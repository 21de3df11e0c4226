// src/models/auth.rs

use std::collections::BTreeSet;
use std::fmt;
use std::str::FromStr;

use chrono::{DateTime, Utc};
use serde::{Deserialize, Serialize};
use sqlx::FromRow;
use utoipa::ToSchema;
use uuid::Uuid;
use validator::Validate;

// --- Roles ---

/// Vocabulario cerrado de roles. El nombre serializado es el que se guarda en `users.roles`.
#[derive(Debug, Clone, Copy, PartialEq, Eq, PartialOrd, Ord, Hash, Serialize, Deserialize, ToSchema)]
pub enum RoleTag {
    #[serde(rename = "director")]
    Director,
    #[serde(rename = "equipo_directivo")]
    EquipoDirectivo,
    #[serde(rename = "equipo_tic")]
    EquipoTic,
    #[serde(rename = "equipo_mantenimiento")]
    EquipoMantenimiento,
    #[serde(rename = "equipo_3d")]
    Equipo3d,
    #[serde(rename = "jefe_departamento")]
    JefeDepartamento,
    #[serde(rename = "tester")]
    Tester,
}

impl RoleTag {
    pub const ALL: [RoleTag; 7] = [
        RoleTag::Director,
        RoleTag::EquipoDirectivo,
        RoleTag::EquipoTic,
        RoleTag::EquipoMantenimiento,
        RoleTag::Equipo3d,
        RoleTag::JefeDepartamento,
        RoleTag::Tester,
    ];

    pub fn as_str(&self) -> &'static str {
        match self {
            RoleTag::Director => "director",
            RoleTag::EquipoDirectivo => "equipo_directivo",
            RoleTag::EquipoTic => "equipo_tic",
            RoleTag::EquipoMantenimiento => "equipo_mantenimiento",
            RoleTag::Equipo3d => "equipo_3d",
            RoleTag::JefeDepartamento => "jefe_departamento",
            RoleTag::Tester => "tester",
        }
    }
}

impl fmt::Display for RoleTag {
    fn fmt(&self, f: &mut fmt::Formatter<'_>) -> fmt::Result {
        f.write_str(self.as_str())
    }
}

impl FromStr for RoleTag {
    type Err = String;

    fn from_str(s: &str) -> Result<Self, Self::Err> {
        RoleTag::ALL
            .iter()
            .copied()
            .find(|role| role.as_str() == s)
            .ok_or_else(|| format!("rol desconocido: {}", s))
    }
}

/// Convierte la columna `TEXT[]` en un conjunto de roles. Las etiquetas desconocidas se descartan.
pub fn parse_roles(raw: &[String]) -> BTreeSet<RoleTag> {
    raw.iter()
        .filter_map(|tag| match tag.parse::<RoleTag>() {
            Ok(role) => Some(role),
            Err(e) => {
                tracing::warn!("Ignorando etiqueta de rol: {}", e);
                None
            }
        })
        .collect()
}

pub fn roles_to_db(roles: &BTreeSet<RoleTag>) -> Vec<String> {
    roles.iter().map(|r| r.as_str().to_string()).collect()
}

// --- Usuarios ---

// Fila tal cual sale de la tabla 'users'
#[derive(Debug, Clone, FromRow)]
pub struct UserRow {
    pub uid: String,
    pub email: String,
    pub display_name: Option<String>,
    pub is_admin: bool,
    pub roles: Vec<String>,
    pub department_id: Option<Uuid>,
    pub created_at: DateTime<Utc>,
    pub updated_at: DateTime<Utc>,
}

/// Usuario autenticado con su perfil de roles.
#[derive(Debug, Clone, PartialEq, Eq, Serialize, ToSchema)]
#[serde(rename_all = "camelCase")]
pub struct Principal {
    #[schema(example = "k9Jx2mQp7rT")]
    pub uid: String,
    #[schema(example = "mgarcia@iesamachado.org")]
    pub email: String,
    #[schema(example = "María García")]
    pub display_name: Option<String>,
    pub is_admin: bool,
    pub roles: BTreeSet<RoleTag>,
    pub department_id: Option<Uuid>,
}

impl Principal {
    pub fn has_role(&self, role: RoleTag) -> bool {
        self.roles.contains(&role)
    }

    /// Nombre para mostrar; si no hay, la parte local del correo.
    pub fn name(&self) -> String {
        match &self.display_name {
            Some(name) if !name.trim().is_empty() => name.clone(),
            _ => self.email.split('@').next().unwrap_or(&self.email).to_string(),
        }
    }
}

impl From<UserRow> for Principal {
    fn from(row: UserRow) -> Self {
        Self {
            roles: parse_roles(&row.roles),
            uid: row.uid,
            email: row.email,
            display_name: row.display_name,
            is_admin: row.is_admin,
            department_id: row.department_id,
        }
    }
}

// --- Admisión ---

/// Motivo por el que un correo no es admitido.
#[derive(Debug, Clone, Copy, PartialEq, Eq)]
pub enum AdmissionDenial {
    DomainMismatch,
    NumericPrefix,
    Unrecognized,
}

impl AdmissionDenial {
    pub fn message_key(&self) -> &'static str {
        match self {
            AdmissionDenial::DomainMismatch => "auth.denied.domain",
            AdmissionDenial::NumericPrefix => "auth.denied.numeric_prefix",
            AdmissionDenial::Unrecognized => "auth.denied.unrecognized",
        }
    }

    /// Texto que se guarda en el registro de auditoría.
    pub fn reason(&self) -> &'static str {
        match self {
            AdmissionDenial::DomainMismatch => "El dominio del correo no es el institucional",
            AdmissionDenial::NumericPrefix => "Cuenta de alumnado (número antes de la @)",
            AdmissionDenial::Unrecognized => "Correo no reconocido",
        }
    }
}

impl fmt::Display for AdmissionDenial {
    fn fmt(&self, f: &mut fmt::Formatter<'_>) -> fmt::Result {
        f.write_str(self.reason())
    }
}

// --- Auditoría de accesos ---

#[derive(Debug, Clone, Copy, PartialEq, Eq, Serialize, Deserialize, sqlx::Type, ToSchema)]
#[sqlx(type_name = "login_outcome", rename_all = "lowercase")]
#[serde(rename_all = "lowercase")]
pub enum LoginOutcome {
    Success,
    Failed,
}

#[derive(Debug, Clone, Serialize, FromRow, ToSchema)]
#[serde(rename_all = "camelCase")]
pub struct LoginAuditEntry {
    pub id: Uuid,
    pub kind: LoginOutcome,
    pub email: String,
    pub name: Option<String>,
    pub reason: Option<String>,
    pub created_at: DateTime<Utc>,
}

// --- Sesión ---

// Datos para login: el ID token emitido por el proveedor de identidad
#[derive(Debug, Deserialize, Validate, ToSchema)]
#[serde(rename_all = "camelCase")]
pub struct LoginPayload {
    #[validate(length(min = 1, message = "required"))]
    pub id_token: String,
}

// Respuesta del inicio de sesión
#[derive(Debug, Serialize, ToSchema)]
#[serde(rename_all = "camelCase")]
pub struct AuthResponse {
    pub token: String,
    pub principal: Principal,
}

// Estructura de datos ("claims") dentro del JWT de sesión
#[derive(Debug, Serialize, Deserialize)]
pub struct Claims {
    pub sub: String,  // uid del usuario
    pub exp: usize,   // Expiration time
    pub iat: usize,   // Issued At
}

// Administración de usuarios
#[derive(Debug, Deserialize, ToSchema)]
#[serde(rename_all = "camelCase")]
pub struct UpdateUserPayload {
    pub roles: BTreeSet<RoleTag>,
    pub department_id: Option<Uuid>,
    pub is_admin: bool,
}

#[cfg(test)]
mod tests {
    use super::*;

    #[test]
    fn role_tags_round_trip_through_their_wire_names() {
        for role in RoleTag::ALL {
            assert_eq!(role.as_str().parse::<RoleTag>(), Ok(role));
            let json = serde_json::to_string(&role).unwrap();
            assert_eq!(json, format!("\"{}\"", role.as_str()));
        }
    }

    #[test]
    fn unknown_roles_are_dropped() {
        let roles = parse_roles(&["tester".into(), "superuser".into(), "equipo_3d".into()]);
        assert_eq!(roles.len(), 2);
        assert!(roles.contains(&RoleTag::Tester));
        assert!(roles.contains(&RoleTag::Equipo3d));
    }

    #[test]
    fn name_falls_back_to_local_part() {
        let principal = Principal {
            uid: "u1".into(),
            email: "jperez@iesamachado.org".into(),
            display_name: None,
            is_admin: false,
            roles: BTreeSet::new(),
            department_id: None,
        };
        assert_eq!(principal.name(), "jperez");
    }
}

TASK ITEM: Nothing should appear in the answer except the lines above from the line with "#[derive(Debug, Deserialize, Validate, ToSchema)]" through the line with "assert_eq!(roles.len(), 2);", both included, written out exactly.

ANSWER SECTION:
#[derive(Debug, Deserialize, Validate, ToSchema)]
#[serde(rename_all = "camelCase")]
pub struct LoginPayload {
    #[validate(length(min = 1, message = "required"))]
    pub id_token: String,
}

// Respuesta del inicio de sesión
#[derive(Debug, Serialize, ToSchema)]
#[serde(rename_all = "camelCase")]
pub struct AuthResponse {
    pub token: String,
    pub principal: Principal,
}

// Estructura de datos ("claims") dentro del JWT de sesión
#[derive(Debug, Serialize, Deserialize)]
pub struct Claims {
    pub sub: String,  // uid del usuario
    pub exp: usize,   // Expiration time
    pub iat: usize,   // Issued At
}

// Administración de usuarios
#[derive(Debug, Deserialize, ToSchema)]
#[serde(rename_all = "camelCase")]
pub struct UpdateUserPayload {
    pub roles: BTreeSet<RoleTag>,
    pub department_id: Option<Uuid>,
    pub is_admin: bool,
}

#[cfg(test)]
mod tests {
    use super::*;

    #[test]
    fn role_tags_round_trip_through_their_wire_names() {
        for role in RoleTag::ALL {
            assert_eq!(role.as_str().parse::<RoleTag>(), Ok(role));
            let json = serde_json::to_string(&role).unwrap();
            assert_eq!(json, format!("\"{}\"", role.as_str()));
        }
    }

    #[test]
    fn unknown_roles_are_dropped() {
        let roles = parse_roles(&["tester".into(), "superuser".into(), "equipo_3d".into()]);
        assert_eq!(roles.len(), 2);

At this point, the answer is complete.